**What this task involves:**
Pick every line from the data that holds the word "vars".
--- Extracted data ---
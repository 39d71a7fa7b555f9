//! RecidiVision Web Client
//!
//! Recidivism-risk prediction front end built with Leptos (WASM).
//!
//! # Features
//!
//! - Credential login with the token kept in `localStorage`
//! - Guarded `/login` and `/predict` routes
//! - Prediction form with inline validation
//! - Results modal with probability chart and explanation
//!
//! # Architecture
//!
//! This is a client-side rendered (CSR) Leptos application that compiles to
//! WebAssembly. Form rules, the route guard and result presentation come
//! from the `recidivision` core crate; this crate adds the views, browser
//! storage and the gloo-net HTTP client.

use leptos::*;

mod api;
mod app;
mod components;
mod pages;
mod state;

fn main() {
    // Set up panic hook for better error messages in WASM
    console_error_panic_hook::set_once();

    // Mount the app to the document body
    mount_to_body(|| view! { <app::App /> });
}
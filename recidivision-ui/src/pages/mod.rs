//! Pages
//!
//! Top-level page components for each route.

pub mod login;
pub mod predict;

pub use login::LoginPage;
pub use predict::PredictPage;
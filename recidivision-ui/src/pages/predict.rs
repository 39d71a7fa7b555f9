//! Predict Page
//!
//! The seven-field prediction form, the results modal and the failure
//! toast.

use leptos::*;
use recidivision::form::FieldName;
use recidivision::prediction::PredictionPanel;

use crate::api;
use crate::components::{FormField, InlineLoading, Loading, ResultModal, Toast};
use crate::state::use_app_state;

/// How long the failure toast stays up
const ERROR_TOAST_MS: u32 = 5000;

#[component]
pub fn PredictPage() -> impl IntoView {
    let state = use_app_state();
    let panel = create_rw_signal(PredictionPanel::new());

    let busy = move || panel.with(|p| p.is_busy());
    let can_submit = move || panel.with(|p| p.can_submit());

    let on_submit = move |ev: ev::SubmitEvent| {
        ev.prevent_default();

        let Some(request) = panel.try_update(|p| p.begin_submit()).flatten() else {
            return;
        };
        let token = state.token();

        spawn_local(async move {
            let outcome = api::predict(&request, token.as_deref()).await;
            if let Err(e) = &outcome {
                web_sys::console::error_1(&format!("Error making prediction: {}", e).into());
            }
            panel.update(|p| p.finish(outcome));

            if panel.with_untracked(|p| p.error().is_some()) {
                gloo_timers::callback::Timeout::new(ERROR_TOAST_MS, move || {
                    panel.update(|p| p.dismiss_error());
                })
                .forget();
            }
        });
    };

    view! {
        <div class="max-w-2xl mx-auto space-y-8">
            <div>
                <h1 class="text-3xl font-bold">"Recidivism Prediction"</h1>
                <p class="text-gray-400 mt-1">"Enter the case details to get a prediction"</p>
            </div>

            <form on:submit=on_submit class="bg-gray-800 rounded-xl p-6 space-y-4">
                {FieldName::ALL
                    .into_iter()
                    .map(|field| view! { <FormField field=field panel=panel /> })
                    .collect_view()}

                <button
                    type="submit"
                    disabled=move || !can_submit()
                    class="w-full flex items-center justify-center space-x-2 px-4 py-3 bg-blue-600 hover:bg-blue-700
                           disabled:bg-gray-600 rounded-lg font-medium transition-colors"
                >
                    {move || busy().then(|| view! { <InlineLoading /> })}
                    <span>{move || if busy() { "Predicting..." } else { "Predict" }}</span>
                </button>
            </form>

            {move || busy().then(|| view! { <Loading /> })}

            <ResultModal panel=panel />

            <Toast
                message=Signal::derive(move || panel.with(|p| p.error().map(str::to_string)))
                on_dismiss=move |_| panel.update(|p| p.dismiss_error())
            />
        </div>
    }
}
---
--- Extracted data ---
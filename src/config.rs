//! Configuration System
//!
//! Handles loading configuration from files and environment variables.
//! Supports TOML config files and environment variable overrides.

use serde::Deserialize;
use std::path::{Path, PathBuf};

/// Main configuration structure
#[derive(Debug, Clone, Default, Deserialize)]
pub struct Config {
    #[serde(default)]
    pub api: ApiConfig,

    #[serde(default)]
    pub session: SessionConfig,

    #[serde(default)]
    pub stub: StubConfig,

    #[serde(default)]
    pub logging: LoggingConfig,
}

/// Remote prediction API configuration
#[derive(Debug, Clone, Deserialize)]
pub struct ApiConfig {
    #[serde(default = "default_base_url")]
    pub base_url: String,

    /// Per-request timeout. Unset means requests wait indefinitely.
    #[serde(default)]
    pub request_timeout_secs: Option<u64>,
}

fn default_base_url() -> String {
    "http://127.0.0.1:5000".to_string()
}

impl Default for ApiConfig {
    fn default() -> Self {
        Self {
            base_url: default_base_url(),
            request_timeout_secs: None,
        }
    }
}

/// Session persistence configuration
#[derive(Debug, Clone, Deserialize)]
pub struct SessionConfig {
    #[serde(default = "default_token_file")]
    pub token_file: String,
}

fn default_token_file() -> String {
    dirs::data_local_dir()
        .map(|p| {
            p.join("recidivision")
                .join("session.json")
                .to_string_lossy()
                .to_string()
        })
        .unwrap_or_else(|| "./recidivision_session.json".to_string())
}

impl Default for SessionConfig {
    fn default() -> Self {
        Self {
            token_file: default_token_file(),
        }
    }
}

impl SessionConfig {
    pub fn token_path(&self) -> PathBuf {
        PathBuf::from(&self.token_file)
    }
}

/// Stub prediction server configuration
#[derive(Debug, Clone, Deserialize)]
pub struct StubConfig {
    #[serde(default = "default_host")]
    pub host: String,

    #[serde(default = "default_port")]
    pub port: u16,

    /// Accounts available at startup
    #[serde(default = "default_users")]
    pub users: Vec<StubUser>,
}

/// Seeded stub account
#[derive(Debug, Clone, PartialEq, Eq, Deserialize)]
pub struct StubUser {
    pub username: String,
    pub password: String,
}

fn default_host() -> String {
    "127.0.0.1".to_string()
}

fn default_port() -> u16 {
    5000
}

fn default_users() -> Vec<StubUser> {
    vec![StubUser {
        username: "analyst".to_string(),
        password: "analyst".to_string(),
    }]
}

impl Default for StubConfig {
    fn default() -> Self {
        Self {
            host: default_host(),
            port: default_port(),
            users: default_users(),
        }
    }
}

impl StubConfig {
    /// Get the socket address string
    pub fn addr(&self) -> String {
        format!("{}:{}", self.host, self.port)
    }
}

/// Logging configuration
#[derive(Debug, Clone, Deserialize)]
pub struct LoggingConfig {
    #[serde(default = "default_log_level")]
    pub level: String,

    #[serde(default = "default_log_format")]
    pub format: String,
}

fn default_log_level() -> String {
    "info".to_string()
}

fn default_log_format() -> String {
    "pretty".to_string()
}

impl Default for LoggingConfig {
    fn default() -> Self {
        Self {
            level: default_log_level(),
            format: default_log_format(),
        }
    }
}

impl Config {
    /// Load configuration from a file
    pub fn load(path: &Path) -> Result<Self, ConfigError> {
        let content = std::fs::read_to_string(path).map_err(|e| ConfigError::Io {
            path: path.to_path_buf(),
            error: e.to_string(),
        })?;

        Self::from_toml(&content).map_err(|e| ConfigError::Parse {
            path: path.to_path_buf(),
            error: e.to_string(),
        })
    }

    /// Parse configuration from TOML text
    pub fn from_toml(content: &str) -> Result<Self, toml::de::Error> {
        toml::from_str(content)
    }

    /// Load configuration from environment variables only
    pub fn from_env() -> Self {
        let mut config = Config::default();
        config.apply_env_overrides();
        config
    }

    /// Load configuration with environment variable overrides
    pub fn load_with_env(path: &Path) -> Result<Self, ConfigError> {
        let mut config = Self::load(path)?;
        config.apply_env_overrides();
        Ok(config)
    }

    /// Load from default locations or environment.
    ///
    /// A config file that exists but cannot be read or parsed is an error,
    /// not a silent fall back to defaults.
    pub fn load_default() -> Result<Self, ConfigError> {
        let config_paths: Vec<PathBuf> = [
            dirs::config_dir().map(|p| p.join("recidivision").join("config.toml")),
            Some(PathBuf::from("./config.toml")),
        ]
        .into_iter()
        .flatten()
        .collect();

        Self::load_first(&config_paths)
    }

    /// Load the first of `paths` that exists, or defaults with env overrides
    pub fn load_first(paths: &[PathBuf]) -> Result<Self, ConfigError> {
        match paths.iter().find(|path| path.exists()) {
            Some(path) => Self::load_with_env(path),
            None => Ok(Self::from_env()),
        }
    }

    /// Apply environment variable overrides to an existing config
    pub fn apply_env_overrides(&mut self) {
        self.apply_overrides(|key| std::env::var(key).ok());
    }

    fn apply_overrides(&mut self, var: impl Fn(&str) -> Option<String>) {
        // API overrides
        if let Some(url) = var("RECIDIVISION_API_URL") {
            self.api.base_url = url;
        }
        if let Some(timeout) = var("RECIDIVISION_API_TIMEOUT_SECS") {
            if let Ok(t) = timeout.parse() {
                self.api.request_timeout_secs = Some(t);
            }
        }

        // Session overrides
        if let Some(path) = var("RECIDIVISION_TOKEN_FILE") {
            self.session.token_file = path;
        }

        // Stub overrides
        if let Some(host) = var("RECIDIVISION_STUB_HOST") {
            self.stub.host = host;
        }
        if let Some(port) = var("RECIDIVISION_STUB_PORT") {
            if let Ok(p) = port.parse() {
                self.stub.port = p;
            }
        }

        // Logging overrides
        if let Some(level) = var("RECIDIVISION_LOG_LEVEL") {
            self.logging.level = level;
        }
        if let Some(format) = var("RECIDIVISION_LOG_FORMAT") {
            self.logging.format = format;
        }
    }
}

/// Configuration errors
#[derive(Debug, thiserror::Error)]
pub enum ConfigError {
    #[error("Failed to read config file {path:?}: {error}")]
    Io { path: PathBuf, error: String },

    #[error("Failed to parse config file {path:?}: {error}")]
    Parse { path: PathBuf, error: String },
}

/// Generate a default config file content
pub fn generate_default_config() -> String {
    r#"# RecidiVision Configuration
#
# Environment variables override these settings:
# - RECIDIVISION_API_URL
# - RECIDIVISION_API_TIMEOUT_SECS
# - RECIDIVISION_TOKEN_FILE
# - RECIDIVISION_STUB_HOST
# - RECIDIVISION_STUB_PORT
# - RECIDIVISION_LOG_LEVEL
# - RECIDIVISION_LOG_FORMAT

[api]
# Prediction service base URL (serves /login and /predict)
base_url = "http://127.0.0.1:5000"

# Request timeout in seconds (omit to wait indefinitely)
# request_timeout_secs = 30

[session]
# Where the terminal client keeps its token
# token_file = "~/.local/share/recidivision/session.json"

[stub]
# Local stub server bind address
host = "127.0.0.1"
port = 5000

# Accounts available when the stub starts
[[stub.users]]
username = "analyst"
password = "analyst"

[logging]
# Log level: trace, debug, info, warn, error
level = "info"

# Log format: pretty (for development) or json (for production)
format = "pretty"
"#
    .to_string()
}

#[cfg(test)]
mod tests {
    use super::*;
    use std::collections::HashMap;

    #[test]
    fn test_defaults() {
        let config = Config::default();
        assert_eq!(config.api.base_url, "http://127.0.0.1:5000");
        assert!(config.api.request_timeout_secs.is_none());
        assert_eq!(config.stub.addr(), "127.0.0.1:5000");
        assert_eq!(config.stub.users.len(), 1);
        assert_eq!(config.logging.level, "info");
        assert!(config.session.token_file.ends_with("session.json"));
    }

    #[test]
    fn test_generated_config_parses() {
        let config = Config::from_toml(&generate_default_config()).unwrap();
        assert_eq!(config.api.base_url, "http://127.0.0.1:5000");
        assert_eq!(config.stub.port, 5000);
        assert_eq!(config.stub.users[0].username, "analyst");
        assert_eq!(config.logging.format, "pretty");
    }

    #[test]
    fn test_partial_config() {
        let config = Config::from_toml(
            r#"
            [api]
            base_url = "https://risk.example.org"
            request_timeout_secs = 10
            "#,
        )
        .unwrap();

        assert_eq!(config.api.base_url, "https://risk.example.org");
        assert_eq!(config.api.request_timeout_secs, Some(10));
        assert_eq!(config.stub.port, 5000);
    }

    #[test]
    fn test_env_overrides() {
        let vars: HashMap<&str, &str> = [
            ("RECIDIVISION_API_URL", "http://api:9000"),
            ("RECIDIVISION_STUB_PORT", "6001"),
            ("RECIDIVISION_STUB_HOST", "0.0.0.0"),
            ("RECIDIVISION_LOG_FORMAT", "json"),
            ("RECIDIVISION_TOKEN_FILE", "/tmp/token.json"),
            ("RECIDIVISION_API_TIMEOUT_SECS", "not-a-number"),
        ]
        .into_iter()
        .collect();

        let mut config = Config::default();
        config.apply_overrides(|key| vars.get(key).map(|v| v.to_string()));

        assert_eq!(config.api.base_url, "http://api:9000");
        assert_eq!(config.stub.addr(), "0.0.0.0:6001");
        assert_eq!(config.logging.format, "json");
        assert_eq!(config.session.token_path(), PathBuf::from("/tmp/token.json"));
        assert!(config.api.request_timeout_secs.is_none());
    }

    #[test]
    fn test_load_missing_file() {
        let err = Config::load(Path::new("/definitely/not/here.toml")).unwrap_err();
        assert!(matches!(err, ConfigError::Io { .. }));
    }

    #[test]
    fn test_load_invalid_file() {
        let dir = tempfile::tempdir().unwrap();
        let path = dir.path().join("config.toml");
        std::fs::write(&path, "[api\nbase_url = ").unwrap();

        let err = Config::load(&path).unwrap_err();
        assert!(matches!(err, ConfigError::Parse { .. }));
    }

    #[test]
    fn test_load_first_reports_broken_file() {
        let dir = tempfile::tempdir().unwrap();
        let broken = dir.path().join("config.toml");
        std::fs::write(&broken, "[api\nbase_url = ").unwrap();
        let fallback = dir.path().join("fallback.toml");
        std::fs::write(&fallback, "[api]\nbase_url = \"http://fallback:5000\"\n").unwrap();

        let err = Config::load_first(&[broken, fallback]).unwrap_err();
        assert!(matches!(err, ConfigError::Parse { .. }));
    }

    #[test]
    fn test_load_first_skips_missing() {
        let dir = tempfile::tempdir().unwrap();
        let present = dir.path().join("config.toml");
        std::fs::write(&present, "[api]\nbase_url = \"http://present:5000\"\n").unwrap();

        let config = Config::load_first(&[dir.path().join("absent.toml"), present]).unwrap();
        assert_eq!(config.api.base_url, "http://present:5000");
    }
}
---
--- Extracted data ---
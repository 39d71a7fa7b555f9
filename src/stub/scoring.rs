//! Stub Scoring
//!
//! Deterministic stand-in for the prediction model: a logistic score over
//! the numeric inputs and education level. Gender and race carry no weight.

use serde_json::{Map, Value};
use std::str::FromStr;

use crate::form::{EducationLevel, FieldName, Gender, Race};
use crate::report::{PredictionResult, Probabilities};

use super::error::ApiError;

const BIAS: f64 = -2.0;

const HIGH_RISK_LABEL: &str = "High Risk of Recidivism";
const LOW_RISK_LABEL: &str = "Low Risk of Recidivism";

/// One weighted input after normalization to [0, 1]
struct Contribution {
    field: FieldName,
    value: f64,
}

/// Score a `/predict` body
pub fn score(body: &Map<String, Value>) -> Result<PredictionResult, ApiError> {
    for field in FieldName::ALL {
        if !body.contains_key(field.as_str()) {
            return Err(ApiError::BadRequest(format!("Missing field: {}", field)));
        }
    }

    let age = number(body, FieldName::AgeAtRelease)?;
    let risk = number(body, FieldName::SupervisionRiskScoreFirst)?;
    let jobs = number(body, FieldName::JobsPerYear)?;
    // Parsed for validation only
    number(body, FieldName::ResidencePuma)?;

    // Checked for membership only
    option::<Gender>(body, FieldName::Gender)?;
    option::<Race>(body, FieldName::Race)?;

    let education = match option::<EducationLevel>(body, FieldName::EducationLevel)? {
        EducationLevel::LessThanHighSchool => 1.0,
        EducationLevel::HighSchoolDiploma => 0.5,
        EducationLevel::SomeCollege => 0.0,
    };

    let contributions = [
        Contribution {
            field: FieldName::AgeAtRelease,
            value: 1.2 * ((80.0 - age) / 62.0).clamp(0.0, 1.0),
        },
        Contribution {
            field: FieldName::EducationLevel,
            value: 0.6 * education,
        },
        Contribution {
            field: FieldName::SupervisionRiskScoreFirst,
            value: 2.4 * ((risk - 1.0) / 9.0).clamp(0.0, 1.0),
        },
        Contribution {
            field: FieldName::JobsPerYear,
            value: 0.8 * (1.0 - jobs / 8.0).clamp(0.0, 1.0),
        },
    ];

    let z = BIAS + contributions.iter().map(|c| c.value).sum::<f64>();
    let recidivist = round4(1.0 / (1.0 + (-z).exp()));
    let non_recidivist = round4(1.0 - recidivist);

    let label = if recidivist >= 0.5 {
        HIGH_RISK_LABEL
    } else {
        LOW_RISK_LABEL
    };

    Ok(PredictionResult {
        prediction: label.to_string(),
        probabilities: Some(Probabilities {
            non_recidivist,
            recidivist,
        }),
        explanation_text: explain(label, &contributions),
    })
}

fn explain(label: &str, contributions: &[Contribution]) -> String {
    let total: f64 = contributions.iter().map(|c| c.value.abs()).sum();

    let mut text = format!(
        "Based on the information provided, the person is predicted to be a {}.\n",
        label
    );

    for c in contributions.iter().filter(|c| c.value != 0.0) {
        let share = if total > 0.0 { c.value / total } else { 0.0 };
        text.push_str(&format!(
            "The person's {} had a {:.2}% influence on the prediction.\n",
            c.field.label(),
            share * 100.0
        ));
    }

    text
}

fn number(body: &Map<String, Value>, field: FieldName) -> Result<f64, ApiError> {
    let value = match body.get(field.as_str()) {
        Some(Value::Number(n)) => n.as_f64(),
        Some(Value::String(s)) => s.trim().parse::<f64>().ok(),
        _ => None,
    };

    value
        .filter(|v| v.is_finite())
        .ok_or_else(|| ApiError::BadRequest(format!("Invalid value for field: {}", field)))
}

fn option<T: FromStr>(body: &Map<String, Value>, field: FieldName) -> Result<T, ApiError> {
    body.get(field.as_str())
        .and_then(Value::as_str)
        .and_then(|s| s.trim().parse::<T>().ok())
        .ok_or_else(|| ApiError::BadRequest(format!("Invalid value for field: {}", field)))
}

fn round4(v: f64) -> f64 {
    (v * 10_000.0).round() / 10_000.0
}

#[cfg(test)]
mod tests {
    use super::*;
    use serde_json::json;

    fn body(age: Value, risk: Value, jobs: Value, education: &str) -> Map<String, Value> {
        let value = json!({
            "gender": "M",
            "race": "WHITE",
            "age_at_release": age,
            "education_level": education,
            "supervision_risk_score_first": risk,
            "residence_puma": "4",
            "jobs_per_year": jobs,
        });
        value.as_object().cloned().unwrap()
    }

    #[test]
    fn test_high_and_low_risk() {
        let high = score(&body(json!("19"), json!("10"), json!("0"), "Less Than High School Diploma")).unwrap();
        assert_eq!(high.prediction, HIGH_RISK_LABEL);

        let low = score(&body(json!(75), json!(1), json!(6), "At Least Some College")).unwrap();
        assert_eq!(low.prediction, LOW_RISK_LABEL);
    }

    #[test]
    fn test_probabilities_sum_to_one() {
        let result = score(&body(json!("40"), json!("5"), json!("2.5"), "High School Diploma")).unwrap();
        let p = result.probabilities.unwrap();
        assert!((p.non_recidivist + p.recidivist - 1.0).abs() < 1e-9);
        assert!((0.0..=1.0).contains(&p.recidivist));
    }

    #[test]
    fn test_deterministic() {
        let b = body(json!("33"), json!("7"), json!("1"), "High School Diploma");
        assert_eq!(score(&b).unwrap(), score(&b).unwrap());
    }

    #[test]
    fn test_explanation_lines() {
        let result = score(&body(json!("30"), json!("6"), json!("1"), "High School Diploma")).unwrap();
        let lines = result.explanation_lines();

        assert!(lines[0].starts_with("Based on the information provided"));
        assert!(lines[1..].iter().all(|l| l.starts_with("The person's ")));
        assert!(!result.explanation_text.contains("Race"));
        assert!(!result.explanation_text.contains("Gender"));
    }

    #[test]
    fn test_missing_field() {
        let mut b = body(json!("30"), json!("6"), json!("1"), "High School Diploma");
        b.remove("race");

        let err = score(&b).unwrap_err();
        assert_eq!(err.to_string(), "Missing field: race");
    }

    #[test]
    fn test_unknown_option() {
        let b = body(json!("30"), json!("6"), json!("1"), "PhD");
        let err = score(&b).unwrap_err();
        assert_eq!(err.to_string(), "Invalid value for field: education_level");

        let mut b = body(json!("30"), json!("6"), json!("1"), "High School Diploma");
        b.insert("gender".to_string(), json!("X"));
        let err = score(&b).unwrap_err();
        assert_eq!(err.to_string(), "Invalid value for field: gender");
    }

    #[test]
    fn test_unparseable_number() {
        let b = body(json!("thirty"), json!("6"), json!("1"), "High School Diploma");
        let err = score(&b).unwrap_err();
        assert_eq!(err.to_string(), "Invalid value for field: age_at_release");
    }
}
---
**Solution for this exercise:**
        let vars: HashMap<&str, &str> = [
        config.apply_overrides(|key| vars.get(key).map(|v| v.to_string()));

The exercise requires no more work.